Having worked on both sides of the issue, arguing for the protection of a person’s right to air controversial opinions, but having also represented the victims of phone hacking, a criminal invasion of private life aimed at no higher purpose than selling newspapers, I am convinced that such balancing is a requirement of justice, and provides continuity with English legal traditions.
But even with all the constraints outlined above, a free-speech provision would be of benefit in the fight to protect the right to expression. Most importantly, it would mean that when government or parliament brought in a measure restricting what can be said, that restriction would have to be properly justified. It would have to be for a proper purpose and necessary and proportionate to that purpose.
A balanced First Amendment in a UK Constitution would not provide universal protection for free speech. This is not possible. There is no easy way out of the difficult job of balancing rights on a case by case basis. The real value of such a provision would be to require government, parliament and the Courts to defend and justify the imposition of any restrictions on free speech.
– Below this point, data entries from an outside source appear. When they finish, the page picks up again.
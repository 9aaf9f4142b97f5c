//! `:CALCulate`, the math channel.

use crate::error::{Error, Result};
use crate::scpi::{Mnemonic, Scpi};
use crate::validate::{check_range, check_range_i64};

use super::common::Source;

const MODE:&str = ":CALCulate:MODE";

pub const MAX_VARIABLE:f64 = 9.9999e9;
/// The vertical offset may move the trace this many divisions away from the center.
pub const OFFSET_DIVISIONS:f64 = 40.0;

mnemonic! {
	pub enum MathMode {
		Add      => ("ADD", "ADD", "A+B"),
		Subtract => ("SUB", "SUB", "A-B"),
		Multiply => ("MULTiply", "MULT", "A×B"),
		Divide   => ("DIVision", "DIV", "A÷B"),
		Fft      => ("FFT", "FFT", "FFT"),
		Logic    => ("LOGic", "LOG", "logic"),
		Advanced => ("ADVanced", "ADV", "advanced"),
		Off      => ("OFF", "OFF", "off"),
	}
}

mnemonic! {
	/// Operations combining two sources. They share source, invert, scale and offset settings.
	pub enum Operation {
		Add      => ("ADD", "ADD", "A+B"),
		Subtract => ("SUB", "SUB", "A-B"),
		Multiply => ("MULTiply", "MULT", "A×B"),
		Divide   => ("DIVision", "DIV", "A÷B"),
		Logic    => ("LOGic", "LOG", "logic"),
	}
}

impl Operation {
	/// Valid vertical scale range of the result.
	pub fn scale_range(self) -> (f64, f64) {
		match self {
			Operation::Add | Operation::Subtract => (0.02, 500.0),
			Operation::Multiply => (5e-8, 1e7),
			Operation::Divide => (5e-7, 5e8),
			Operation::Logic => (0.05, 100.0),
		}
	}
}

mnemonic! {
	pub enum FftWindow {
		Rectangle => ("RECTangle", "RECT", "rectangle"),
		Hanning   => ("HANNing", "HANN", "Hanning"),
		Hamming   => ("HAMMing", "HAMM", "Hamming"),
		Blackman  => ("BLACkman", "BLAC", "Blackman"),
	}
}

mnemonic! {
	pub enum FftScale {
		Vrms   => ("VRMS", "VRMS", "Vrms"),
		DbVrms => ("DBVRms", "DBVR", "dBVrms"),
	}
}

mnemonic! {
	pub enum LogicOperator {
		And => ("AND", "AND", "AND"),
		Or  => ("OR", "OR", "OR"),
		Not => ("NOT", "NOT", "NOT"),
		Xor => ("XOR", "XOR", "XOR"),
	}
}

#[derive(Debug, Clone, Copy, PartialEq, Eq)]
pub enum Operand { A, B }

impl Operand {
	fn letter(self) -> char { match self { Operand::A => 'A', Operand::B => 'B' } }
}

/// Checks an offset against the scale currently set under `prefix`.
fn check_offset(scpi:&mut Scpi, prefix:&str, offset:f64) -> Result<()> {
	let scale = scpi.query_f64(&format!("{}:VSCale", prefix))?;
	let limit = OFFSET_DIVISIONS * scale;
	check_range("offset", offset, -limit, limit, "")
}

pub struct Calculate<'a> {
	scpi: &'a mut Scpi,
}

impl<'a> Calculate<'a> {

	pub(crate) fn new(scpi:&'a mut Scpi) -> Self { Self{ scpi } }

	pub fn set_mode(&mut self, mode:MathMode) -> Result<()> { self.scpi.set_mnemonic(MODE, mode) }
	pub fn mode(&mut self) -> Result<MathMode>              { self.scpi.query_mnemonic(MODE) }

	pub fn operation(self, op:Operation) -> Arithmetic<'a> { Arithmetic{ scpi: self.scpi, op } }
	pub fn fft(self) -> Fft<'a>                            { Fft{ scpi: self.scpi } }
	pub fn logic(self) -> Logic<'a>                        { Logic{ scpi: self.scpi } }
	pub fn advanced(self) -> Advanced<'a>                  { Advanced{ scpi: self.scpi } }

}

pub struct Arithmetic<'a> {
	scpi: &'a mut Scpi,
	op: Operation,
}

impl<'a> Arithmetic<'a> {

	fn path(&self, leaf:&str) -> String { format!(":CALCulate:{}:{}", self.op.command_token(), leaf) }

	pub fn operation(&self) -> Operation { self.op }

	pub fn set_source(&mut self, operand:Operand, source:Source) -> Result<()> {
		let p = self.path(&format!("S{}", operand.letter()));
		self.scpi.set_mnemonic(&p, source)
	}

	pub fn source(&mut self, operand:Operand) -> Result<Source> {
		let p = self.path(&format!("S{}", operand.letter()));
		self.scpi.query_mnemonic(&p)
	}

	pub fn set_invert(&mut self, on:bool) -> Result<()> { let p = self.path("INVert"); self.scpi.set_bool(&p, on) }
	pub fn invert(&mut self) -> Result<bool>           { let p = self.path("INVert"); self.scpi.query_bool(&p) }

	pub fn set_scale(&mut self, scale:f64) -> Result<()> {
		let (min, max) = self.op.scale_range();
		check_range("scale", scale, min, max, "")?;
		let p = self.path("VSCale");
		self.scpi.set_f64(&p, scale)
	}

	pub fn scale(&mut self) -> Result<f64> { let p = self.path("VSCale"); self.scpi.query_f64(&p) }

	pub fn set_offset(&mut self, offset:f64) -> Result<()> {
		let prefix = format!(":CALCulate:{}", self.op.command_token());
		check_offset(self.scpi, &prefix, offset)?;
		self.scpi.set_f64(&format!("{}:VOFFset", prefix), offset)
	}

	pub fn offset(&mut self) -> Result<f64> { let p = self.path("VOFFset"); self.scpi.query_f64(&p) }

}

/// Logic math: the arithmetic settings plus an operator and per-source thresholds.
pub struct Logic<'a> {
	scpi: &'a mut Scpi,
}

impl<'a> Logic<'a> {

	pub fn common(&mut self) -> Arithmetic<'_> { Arithmetic{ scpi: &mut *self.scpi, op: Operation::Logic } }

	pub fn set_operator(&mut self, op:LogicOperator) -> Result<()> { self.scpi.set_mnemonic(":CALCulate:LOGic:OPERator", op) }
	pub fn operator(&mut self) -> Result<LogicOperator>           { self.scpi.query_mnemonic(":CALCulate:LOGic:OPERator") }

	pub fn set_threshold(&mut self, operand:Operand, volts:f64) -> Result<()> {
		self.scpi.set_f64(&format!(":CALCulate:LOGic:{}THReshold", operand.letter()), volts)
	}

	pub fn threshold(&mut self, operand:Operand) -> Result<f64> {
		self.scpi.query_f64(&format!(":CALCulate:LOGic:{}THReshold", operand.letter()))
	}

}

pub struct Fft<'a> {
	scpi: &'a mut Scpi,
}

impl<'a> Fft<'a> {

	pub fn set_source(&mut self, source:Source) -> Result<()> { self.scpi.set_mnemonic(":CALCulate:FFT:SOURce", source) }
	pub fn source(&mut self) -> Result<Source>                { self.scpi.query_mnemonic(":CALCulate:FFT:SOURce") }

	pub fn set_window(&mut self, w:FftWindow) -> Result<()> { self.scpi.set_mnemonic(":CALCulate:FFT:WINDow", w) }
	pub fn window(&mut self) -> Result<FftWindow>           { self.scpi.query_mnemonic(":CALCulate:FFT:WINDow") }

	/// Half screen FFT with the source waveform on the other half.
	pub fn set_split(&mut self, on:bool) -> Result<()> { self.scpi.set_bool(":CALCulate:FFT:SPLit", on) }
	pub fn split(&mut self) -> Result<bool>           { self.scpi.query_bool(":CALCulate:FFT:SPLit") }

	pub fn set_vertical_mode(&mut self, m:FftScale) -> Result<()> { self.scpi.set_mnemonic(":CALCulate:FFT:VSMode", m) }
	pub fn vertical_mode(&mut self) -> Result<FftScale>           { self.scpi.query_mnemonic(":CALCulate:FFT:VSMode") }

	pub fn set_vertical_scale(&mut self, scale:f64) -> Result<()> { self.scpi.set_f64(":CALCulate:FFT:VSCale", scale) }
	pub fn vertical_scale(&mut self) -> Result<f64>              { self.scpi.query_f64(":CALCulate:FFT:VSCale") }

	pub fn set_vertical_offset(&mut self, offset:f64) -> Result<()> {
		check_offset(self.scpi, ":CALCulate:FFT", offset)?;
		self.scpi.set_f64(":CALCulate:FFT:VOFFset", offset)
	}

	pub fn vertical_offset(&mut self) -> Result<f64> { self.scpi.query_f64(":CALCulate:FFT:VOFFset") }

	/// Horizontal zoom factor, 1 to 4.
	pub fn set_horizontal_scale(&mut self, factor:u8) -> Result<()> {
		check_range_i64("horizontal scale", factor as i64, 1, 4)?;
		self.scpi.set_i64(":CALCulate:FFT:HSCale", factor as i64)
	}

	pub fn horizontal_scale(&mut self) -> Result<u8> { self.scpi.query_int(":CALCulate:FFT:HSCale") }

	pub fn set_horizontal_offset(&mut self, hz:f64) -> Result<()> { self.scpi.set_f64(":CALCulate:FFT:HOFFset", hz) }
	pub fn horizontal_offset(&mut self) -> Result<f64>           { self.scpi.query_f64(":CALCulate:FFT:HOFFset") }

	pub fn set_span(&mut self, hz:f64) -> Result<()> { self.scpi.set_f64(":CALCulate:FFT:HSPan", hz) }
	pub fn span(&mut self) -> Result<f64>           { self.scpi.query_f64(":CALCulate:FFT:HSPan") }

	pub fn set_center(&mut self, hz:f64) -> Result<()> { self.scpi.set_f64(":CALCulate:FFT:HCENter", hz) }
	pub fn center(&mut self) -> Result<f64>           { self.scpi.query_f64(":CALCulate:FFT:HCENter") }

}

/// User defined expression math.
pub struct Advanced<'a> {
	scpi: &'a mut Scpi,
}

impl<'a> Advanced<'a> {

	/// Expression such as `CH1+CH2*VAR1`. It must not contain a double quote.
	pub fn set_expression(&mut self, expr:&str) -> Result<()> {
		if expr.contains('"') || !expr.is_ascii() {
			return Err(Error::OutOfRange{ name: "expression", message: format!("must be ASCII without quotes, got {:?}", expr) });
		}
		self.scpi.write(&format!(":CALCulate:ADVanced:EXPRession \"{}\"", expr))
	}

	pub fn expression(&mut self) -> Result<String> {
		let reply = self.scpi.query_str(":CALCulate:ADVanced:EXPRession")?;
		Ok(reply.trim().trim_matches('"').to_owned())
	}

	pub fn set_invert(&mut self, on:bool) -> Result<()> { self.scpi.set_bool(":CALCulate:ADVanced:INVert", on) }
	pub fn invert(&mut self) -> Result<bool>           { self.scpi.query_bool(":CALCulate:ADVanced:INVert") }

	/// Value of `VAR1` or `VAR2`, selected by `index`.
	pub fn set_variable(&mut self, index:u8, value:f64) -> Result<()> {
		check_range_i64("variable", index as i64, 1, 2)?;
		check_range("variable value", value, -MAX_VARIABLE, MAX_VARIABLE, "")?;
		self.scpi.set_f64(&format!(":CALCulate:ADVanced:VARiable{}", index), value)
	}

	pub fn variable(&mut self, index:u8) -> Result<f64> {
		check_range_i64("variable", index as i64, 1, 2)?;
		self.scpi.query_f64(&format!(":CALCulate:ADVanced:VARiable{}", index))
	}

	pub fn set_scale(&mut self, scale:f64) -> Result<()> {
		check_range("scale", scale, 0.02, 500.0, "")?;
		self.scpi.set_f64(":CALCulate:ADVanced:VSCale", scale)
	}

	pub fn scale(&mut self) -> Result<f64> { self.scpi.query_f64(":CALCulate:ADVanced:VSCale") }

	pub fn set_offset(&mut self, offset:f64) -> Result<()> {
		check_offset(self.scpi, ":CALCulate:ADVanced", offset)?;
		self.scpi.set_f64(":CALCulate:ADVanced:VOFFset", offset)
	}

	pub fn offset(&mut self) -> Result<f64> { self.scpi.query_f64(":CALCulate:ADVanced:VOFFset") }

}

#[cfg(test)]
mod tests {
	use super::*;
	use crate::config::Config;
	use crate::transport::MockTransport;

	#[test]
	fn scale_range_depends_on_operation() {
		let mock = MockTransport::new();
		let mut scpi = Scpi::new(Box::new(mock.clone()), Config::default());
		assert!(Calculate::new(&mut scpi).operation(Operation::Add).set_scale(1000.0).is_err());
		Calculate::new(&mut scpi).operation(Operation::Multiply).set_scale(1000.0).unwrap();
		assert_eq!(mock.last_sent().as_deref(), Some(":CALCulate:MULTiply:VSCale 1000"));
	}

	#[test]
	fn offset_follows_scale() {
		let mock = MockTransport::new();
		mock.reply(":CALCulate:SUB:VSCale", "1.000000e+00");
		let mut scpi = Scpi::new(Box::new(mock.clone()), Config::default());
		Calculate::new(&mut scpi).operation(Operation::Subtract).set_offset(-40.0).unwrap();
		assert!(Calculate::new(&mut scpi).operation(Operation::Subtract).set_offset(41.0).is_err());
	}

	#[test]
	fn expressions_are_quoted() {
		let mock = MockTransport::new();
		let mut scpi = Scpi::new(Box::new(mock.clone()), Config::default());
		Calculate::new(&mut scpi).advanced().set_expression("CH1*VAR1").unwrap();
		assert_eq!(mock.last_sent().as_deref(), Some(":CALCulate:ADVanced:EXPRession \"CH1*VAR1\""));
		assert_eq!(Calculate::new(&mut scpi).advanced().expression().unwrap(), "CH1*VAR1");
		assert!(Calculate::new(&mut scpi).advanced().set_expression("\"").is_err());
	}
}
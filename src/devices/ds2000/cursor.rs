//! `:CURSor` measurements. Manual cursors are placed freely on the screen, track cursors follow a
//! waveform and only their horizontal position can be set.

use crate::error::Result;
use crate::scpi::Scpi;
use crate::validate::check_range_i64;

const MODE:&str   = ":CURSor:MODE";
const MANUAL:&str = ":CURSor:MANual";
const TRACK:&str  = ":CURSor:TRACk";

/// Horizontal cursor positions are screen columns.
pub const MAX_X:i64 = 699;
/// Vertical cursor positions are screen rows.
pub const MAX_Y:i64 = 399;

mnemonic! {
	pub enum CursorMode {
		Off    => ("OFF", "OFF", "off"),
		Manual => ("MANual", "MAN", "manual"),
		Track  => ("TRACk", "TRAC", "track"),
		Auto   => ("AUTO", "AUTO", "auto"),
	}
}

mnemonic! {
	pub enum CursorType {
		Time      => ("TIME", "TIME", "time (X)"),
		Amplitude => ("AMPLitude", "AMPL", "amplitude (Y)"),
	}
}

mnemonic! {
	pub enum ManualSource {
		Channel1 => ("CHANnel1", "CHAN1", "channel 1"),
		Channel2 => ("CHANnel2", "CHAN2", "channel 2"),
		Math     => ("MATH", "MATH", "math"),
		None     => ("NONE", "NONE", "none"),
	}
}

mnemonic! {
	pub enum TrackSource {
		Off      => ("OFF", "OFF", "off"),
		Channel1 => ("CHANnel1", "CHAN1", "channel 1"),
		Channel2 => ("CHANnel2", "CHAN2", "channel 2"),
	}
}

mnemonic! {
	pub enum TimeUnit {
		Second  => ("SECond", "SEC", "seconds"),
		Hertz   => ("HZ", "HZ", "hertz"),
		Percent => ("PERCentage", "PERC", "percent"),
		Degree  => ("DEGRee", "DEGR", "degrees"),
	}
}

mnemonic! {
	pub enum VerticalUnit {
		SourceUnit => ("SUNit", "SUN", "source unit"),
		Percent    => ("PERCent", "PERC", "percent"),
	}
}

#[derive(Debug, Clone, Copy, PartialEq, Eq)]
pub enum CursorId { A, B }

impl CursorId {
	fn letter(self) -> char { match self { CursorId::A => 'A', CursorId::B => 'B' } }
}

// The value and delta queries read the same under both modes
fn x_value(scpi:&mut Scpi, prefix:&str, id:CursorId) -> Result<f64> { scpi.query_f64(&format!("{}:{}XValue", prefix, id.letter())) }
fn y_value(scpi:&mut Scpi, prefix:&str, id:CursorId) -> Result<f64> { scpi.query_f64(&format!("{}:{}YValue", prefix, id.letter())) }

fn set_position(scpi:&mut Scpi, prefix:&str, axis:char, id:CursorId, position:u16, max:i64) -> Result<()> {
	let name = match axis { 'X' => "x position", _ => "y position" };
	check_range_i64(name, position as i64, 0, max)?;
	scpi.set_i64(&format!("{}:C{}{}", prefix, id.letter(), axis), position as i64)
}

fn position(scpi:&mut Scpi, prefix:&str, axis:char, id:CursorId) -> Result<u16> {
	scpi.query_int(&format!("{}:C{}{}", prefix, id.letter(), axis))
}

pub struct Cursor<'a> {
	scpi: &'a mut Scpi,
}

impl<'a> Cursor<'a> {

	pub(crate) fn new(scpi:&'a mut Scpi) -> Self { Self{ scpi } }

	pub fn set_mode(&mut self, mode:CursorMode) -> Result<()> { self.scpi.set_mnemonic(MODE, mode) }
	pub fn mode(&mut self) -> Result<CursorMode>              { self.scpi.query_mnemonic(MODE) }

	pub fn manual(self) -> ManualCursor<'a> { ManualCursor{ scpi: self.scpi } }
	pub fn track(self) -> TrackCursor<'a>   { TrackCursor{ scpi: self.scpi } }

}

pub struct ManualCursor<'a> {
	scpi: &'a mut Scpi,
}

impl<'a> ManualCursor<'a> {

	pub fn set_cursor_type(&mut self, t:CursorType) -> Result<()> { self.scpi.set_mnemonic(":CURSor:MANual:TYPE", t) }
	pub fn cursor_type(&mut self) -> Result<CursorType>           { self.scpi.query_mnemonic(":CURSor:MANual:TYPE") }

	pub fn set_source(&mut self, s:ManualSource) -> Result<()> { self.scpi.set_mnemonic(":CURSor:MANual:SOURce", s) }
	pub fn source(&mut self) -> Result<ManualSource>           { self.scpi.query_mnemonic(":CURSor:MANual:SOURce") }

	pub fn set_time_unit(&mut self, u:TimeUnit) -> Result<()> { self.scpi.set_mnemonic(":CURSor:MANual:TUNit", u) }
	pub fn time_unit(&mut self) -> Result<TimeUnit>           { self.scpi.query_mnemonic(":CURSor:MANual:TUNit") }

	pub fn set_vertical_unit(&mut self, u:VerticalUnit) -> Result<()> { self.scpi.set_mnemonic(":CURSor:MANual:VUNit", u) }
	pub fn vertical_unit(&mut self) -> Result<VerticalUnit>           { self.scpi.query_mnemonic(":CURSor:MANual:VUNit") }

	pub fn set_x(&mut self, id:CursorId, column:u16) -> Result<()> { set_position(self.scpi, MANUAL, 'X', id, column, MAX_X) }
	pub fn x(&mut self, id:CursorId) -> Result<u16>                { position(self.scpi, MANUAL, 'X', id) }

	pub fn set_y(&mut self, id:CursorId, row:u16) -> Result<()> { set_position(self.scpi, MANUAL, 'Y', id, row, MAX_Y) }
	pub fn y(&mut self, id:CursorId) -> Result<u16>             { position(self.scpi, MANUAL, 'Y', id) }

	pub fn x_value(&mut self, id:CursorId) -> Result<f64> { x_value(self.scpi, MANUAL, id) }
	pub fn y_value(&mut self, id:CursorId) -> Result<f64> { y_value(self.scpi, MANUAL, id) }

	pub fn x_delta(&mut self) -> Result<f64> { self.scpi.query_f64(":CURSor:MANual:XDELta") }
	/// Reciprocal of the X delta, the frequency when X is time.
	pub fn inverse_x_delta(&mut self) -> Result<f64> { self.scpi.query_f64(":CURSor:MANual:IXDelta") }
	pub fn y_delta(&mut self) -> Result<f64> { self.scpi.query_f64(":CURSor:MANual:YDELta") }

}

pub struct TrackCursor<'a> {
	scpi: &'a mut Scpi,
}

impl<'a> TrackCursor<'a> {

	fn source_path(id:CursorId) -> &'static str {
		match id { CursorId::A => ":CURSor:TRACk:SOURce1", CursorId::B => ":CURSor:TRACk:SOURce2" }
	}

	pub fn set_source(&mut self, id:CursorId, s:TrackSource) -> Result<()> { self.scpi.set_mnemonic(Self::source_path(id), s) }
	pub fn source(&mut self, id:CursorId) -> Result<TrackSource>           { self.scpi.query_mnemonic(Self::source_path(id)) }

	pub fn set_x(&mut self, id:CursorId, column:u16) -> Result<()> { set_position(self.scpi, TRACK, 'X', id, column, MAX_X) }
	pub fn x(&mut self, id:CursorId) -> Result<u16>                { position(self.scpi, TRACK, 'X', id) }

	/// Row where the cursor meets its waveform. Read only.
	pub fn y(&mut self, id:CursorId) -> Result<u16> { position(self.scpi, TRACK, 'Y', id) }

	pub fn x_value(&mut self, id:CursorId) -> Result<f64> { x_value(self.scpi, TRACK, id) }
	pub fn y_value(&mut self, id:CursorId) -> Result<f64> { y_value(self.scpi, TRACK, id) }

	pub fn x_delta(&mut self) -> Result<f64>         { self.scpi.query_f64(":CURSor:TRACk:XDELta") }
	pub fn inverse_x_delta(&mut self) -> Result<f64> { self.scpi.query_f64(":CURSor:TRACk:IXDelta") }
	pub fn y_delta(&mut self) -> Result<f64>         { self.scpi.query_f64(":CURSor:TRACk:YDELta") }

}

#[cfg(test)]
mod tests {
	use super::*;
	use crate::config::Config;
	use crate::error::Error;
	use crate::transport::MockTransport;

	#[test]
	fn positions_are_bounded_by_the_screen() {
		let mock = MockTransport::new();
		let mut scpi = Scpi::new(Box::new(mock.clone()), Config::default());

		Cursor::new(&mut scpi).manual().set_x(CursorId::B, 699).unwrap();
		assert_eq!(mock.last_sent().as_deref(), Some(":CURSor:MANual:CBX 699"));
		assert!(matches!(Cursor::new(&mut scpi).manual().set_y(CursorId::A, 400), Err(Error::OutOfRange{ .. })));

		Cursor::new(&mut scpi).track().set_x(CursorId::A, 10).unwrap();
		assert_eq!(Cursor::new(&mut scpi).track().x(CursorId::A).unwrap(), 10);
	}

	#[test]
	fn values_use_the_mode_prefix() {
		let mock = MockTransport::new();
		mock.reply(":CURSor:TRACk:AYValue", "-2.500000e-01");
		let mut scpi = Scpi::new(Box::new(mock.clone()), Config::default());
		assert_eq!(Cursor::new(&mut scpi).track().y_value(CursorId::A).unwrap(), -0.25);
	}
}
Fundamental rights should not be casually disregarded.
The British First Amendment
One of the recommendations of the Leveson Inquiry into the British press was that an explicit duty should be placed on the government to protect the freedom of the press.
Hugh Tomlinson QC was involved in drafting such a measure, which some would call “a British First Amendment.” The first three clauses of this are reproduced below.
But the government didn’t like the idea and, because it was part of a package which included independent regulation, neither did the press. As a result, the proposal was never implemented.
1. Protection of media freedom
(1) Public authorities must aim to:
(a) protect the freedom of the media, and (b) support the independence of the media.
(2) In particular, in exercising their functions public authorities must:
(a) have regard to the importance of the freedom and independence of the media, and
(b) recognise the right of the media to receive and impart information without interference by public authorities.
(3) It is unlawful for a public authority to interfere or attempt to interfere with the media unless the interference or attempt is undertaken:
- (a) for a legitimate purpose which the public authority considers necessary in a democratic society, and
- (b) having full regard to the importance of the freedom and independence of the media.